Data records:
Segment Open

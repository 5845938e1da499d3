//! Recursive-descent parser building `ir::Function` values out of the
//! textual IR format's token stream.
//!
//! Branch targets are textual labels, resolved to `BlockId`s only after
//! every block in the procedure has been parsed and assigned an index —
//! forward references (a block branching to a later label) are routine,
//! so resolution can't happen inline during parsing.

use crate::common::fx_hash::FxHashMap;
use crate::common::error::{AnalysisError, AnalysisResult};
use crate::ir::{Block, BlockId, Function, IcmpPred, Instruction, Opcode, Operand};

use super::lexer::Lexer;
use super::token::{Token, TokenKind};

pub fn parse(src: &str) -> AnalysisResult<Function> {
    let tokens = Lexer::new(src).tokenize()?;
    let raw_blocks = Parser::new(tokens).parse_function()?;
    resolve_labels(raw_blocks)
}

/// A terminator whose branch targets are still labels rather than indices.
enum RawTerminator {
    CondBr { cond: Operand, then_label: String, else_label: String },
    Br(String),
    Ret,
}

struct RawBlock {
    label: String,
    instructions: Vec<Instruction>,
    terminator: RawTerminator,
}

fn resolve_labels(raw_blocks: Vec<RawBlock>) -> AnalysisResult<Function> {
    let index_of: FxHashMap<String, usize> =
        raw_blocks.iter().enumerate().map(|(i, b)| (b.label.clone(), i)).collect();

    let resolve = |label: &str| -> AnalysisResult<BlockId> {
        index_of
            .get(label)
            .map(|&i| BlockId(i))
            .ok_or_else(|| AnalysisError::UnknownBlock(label.to_string()))
    };

    let mut blocks = Vec::with_capacity(raw_blocks.len());
    for raw in raw_blocks {
        let terminator = match raw.terminator {
            RawTerminator::Ret => crate::ir::Terminator::Ret,
            RawTerminator::Br(label) => crate::ir::Terminator::Br(resolve(&label)?),
            RawTerminator::CondBr { cond, then_label, else_label } => crate::ir::Terminator::CondBr {
                cond,
                then_block: resolve(&then_label)?,
                else_block: resolve(&else_label)?,
            },
        };
        blocks.push(Block { label: raw.label, instructions: raw.instructions, terminator });
    }
    Ok(Function::new(blocks))
}

struct Parser {
    tokens: Vec<Token>,
    pos: usize,
}

impl Parser {
    fn new(tokens: Vec<Token>) -> Self {
        Self { tokens, pos: 0 }
    }

    fn peek(&self) -> &Token {
        &self.tokens[self.pos]
    }

    fn line(&self) -> usize {
        self.peek().line
    }

    fn advance(&mut self) -> Token {
        let tok = self.tokens[self.pos].clone();
        if self.pos + 1 < self.tokens.len() {
            self.pos += 1;
        }
        tok
    }

    fn expect(&mut self, kind: &TokenKind, what: &str) -> AnalysisResult<()> {
        if &self.peek().kind == kind {
            self.advance();
            Ok(())
        } else {
            Err(AnalysisError::Parse { line: self.line(), message: format!("expected {what}") })
        }
    }

    fn expect_ident(&mut self, what: &str) -> AnalysisResult<String> {
        match self.advance().kind {
            TokenKind::Ident(name) => Ok(name),
            other => Err(AnalysisError::Parse {
                line: self.line(),
                message: format!("expected {what}, found {other:?}"),
            }),
        }
    }

    fn parse_function(&mut self) -> AnalysisResult<Vec<RawBlock>> {
        let mut blocks = Vec::new();
        while !self.peek().is_eof() {
            blocks.push(self.parse_block()?);
        }
        if blocks.is_empty() {
            return Err(AnalysisError::NoBlocks);
        }
        Ok(blocks)
    }

    fn parse_block(&mut self) -> AnalysisResult<RawBlock> {
        self.expect(&TokenKind::Block, "`block`")?;
        let label = self.expect_ident("a block label")?;
        self.expect(&TokenKind::Colon, "`:`")?;

        let mut instructions = Vec::new();
        let terminator = loop {
            match &self.peek().kind {
                TokenKind::Br | TokenKind::Ret => break self.parse_terminator()?,
                TokenKind::Block | TokenKind::Eof => {
                    return Err(AnalysisError::MissingTerminator { block: label });
                }
                _ => instructions.push(self.parse_instruction()?),
            }
        };
        Ok(RawBlock { label, instructions, terminator })
    }

    fn parse_operand(&mut self) -> AnalysisResult<Operand> {
        match self.advance().kind {
            TokenKind::Ident(name) => Ok(Operand::Reg(name)),
            TokenKind::Int(value) => Ok(Operand::Const(value)),
            other => Err(AnalysisError::Parse {
                line: self.line(),
                message: format!("expected an operand, found {other:?}"),
            }),
        }
    }

    fn parse_instruction(&mut self) -> AnalysisResult<Instruction> {
        // `alloc-slot <name>` has no `%reg =` prefix: the name *is* the
        // instruction's result name (see `ir_text` module docs).
        if self.peek().kind == TokenKind::AllocSlot {
            self.advance();
            let name = self.expect_ident("the slot's variable name")?;
            return Ok(Instruction { name: Some(name), opcode: Opcode::AllocSlot });
        }

        // Every other value-producing instruction is `%reg = opcode ...`;
        // `store` produces no value and has no destination.
        if self.peek().kind == TokenKind::Store {
            self.advance();
            let value = self.parse_operand()?;
            self.expect(&TokenKind::Comma, "`,` between store's value and slot operands")?;
            let slot = self.parse_operand()?;
            return Ok(Instruction { name: None, opcode: Opcode::Store { value, slot } });
        }

        let dest = self.expect_ident("a destination register (`%name =`)")?;
        self.expect(&TokenKind::Equals, "`=`")?;

        let opcode = match self.advance().kind {
            TokenKind::Load => {
                let slot = self.parse_operand()?;
                Opcode::Load { slot }
            }
            TokenKind::BinOp(op) => {
                let lhs = self.parse_operand()?;
                self.expect(&TokenKind::Comma, "`,` between binary operands")?;
                let rhs = self.parse_operand()?;
                Opcode::Binary { op, lhs, rhs }
            }
            TokenKind::Icmp => {
                let pred = self.parse_pred()?;
                let lhs = self.parse_operand()?;
                self.expect(&TokenKind::Comma, "`,` between icmp operands")?;
                let rhs = self.parse_operand()?;
                Opcode::Icmp { pred, lhs, rhs }
            }
            other => {
                return Err(AnalysisError::Parse {
                    line: self.line(),
                    message: format!("expected an opcode, found {other:?}"),
                })
            }
        };
        Ok(Instruction { name: Some(dest), opcode })
    }

    fn parse_pred(&mut self) -> AnalysisResult<IcmpPred> {
        match self.advance().kind {
            TokenKind::Pred(pred) => Ok(pred),
            other => Err(AnalysisError::Parse {
                line: self.line(),
                message: format!("expected a comparison predicate, found {other:?}"),
            }),
        }
    }

    fn parse_terminator(&mut self) -> AnalysisResult<RawTerminator> {
        match self.advance().kind {
            TokenKind::Ret => Ok(RawTerminator::Ret),
            TokenKind::Br => {
                let first = self.parse_operand()?;
                if self.peek().kind == TokenKind::Comma {
                    self.advance();
                    let then_label = self.expect_ident("a `then` label")?;
                    self.expect(&TokenKind::Comma, "`,` between branch targets")?;
                    let else_label = self.expect_ident("an `else` label")?;
                    Ok(RawTerminator::CondBr { cond: first, then_label, else_label })
                } else {
                    let Operand::Reg(label) = first else {
                        return Err(AnalysisError::Parse {
                            line: self.line(),
                            message: "unconditional `br` target must be a label".to_string(),
                        });
                    };
                    Ok(RawTerminator::Br(label))
                }
            }
            other => Err(AnalysisError::Parse {
                line: self.line(),
                message: format!("expected a terminator, found {other:?}"),
            }),
        }
    }
}

#[cfg(test)]
mod tests {
    use super::*;
    use crate::ir::{IrView, Terminator};

    #[test]
    fn parses_straight_line_function() {
        let src = "block entry:\n  alloc-slot x\n  store 1, x\n  ret\n";
        let func = parse(src).unwrap();
        assert_eq!(func.blocks().len(), 1);
        assert_eq!(func.instructions(BlockId(0)).len(), 2);
        assert!(matches!(func.terminator(BlockId(0)), Terminator::Ret));
    }

    #[test]
    fn resolves_forward_branch_labels() {
        let src = "block entry:\n  %1 = icmp sgt %1, 0\n  br %1, then, else\nblock then:\n  ret\nblock else:\n  ret\n";
        let func = parse(src).unwrap();
        match func.terminator(BlockId(0)) {
            Terminator::CondBr { then_block, else_block, .. } => {
                assert_eq!(*then_block, BlockId(1));
                assert_eq!(*else_block, BlockId(2));
            }
            other => panic!("expected CondBr, got {other:?}"),
        }
    }

    #[test]
    fn unknown_branch_target_is_an_error() {
        let src = "block entry:\n  br nowhere\n";
        let err = parse(src).unwrap_err();
        assert!(matches!(err, AnalysisError::UnknownBlock(_)));
    }

    #[test]
    fn missing_terminator_is_an_error() {
        let src = "block entry:\n  alloc-slot x\n";
        let err = parse(src).unwrap_err();
        assert!(matches!(err, AnalysisError::MissingTerminator { .. }));
    }

    #[test]
    fn full_arithmetic_and_branch_example_from_docs() {
        let src = "\
block entry:
  alloc-slot x
  alloc-slot y
  store 1, x
  %1 = load x
  %2 = add %1, 2
  %3 = icmp sgt %2, 0
  br %3, then, else

block then:
  store 1, x
  br end

block else:
  store 2, x
  br end

block end:
  ret
";
        let func = parse(src).unwrap();
        assert_eq!(func.blocks().len(), 4);
        assert_eq!(func.block_id_for_label("end"), Some(BlockId(3)));
    }
}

Segment Closed

● PROBLEM DETAILS
Take every line above where "clone" appears and copy it.

● ANSWER TO THIS TASK
        raw_blocks.iter().enumerate().map(|(i, b)| (b.label.clone(), i)).collect();
        let tok = self.tokens[self.pos].clone();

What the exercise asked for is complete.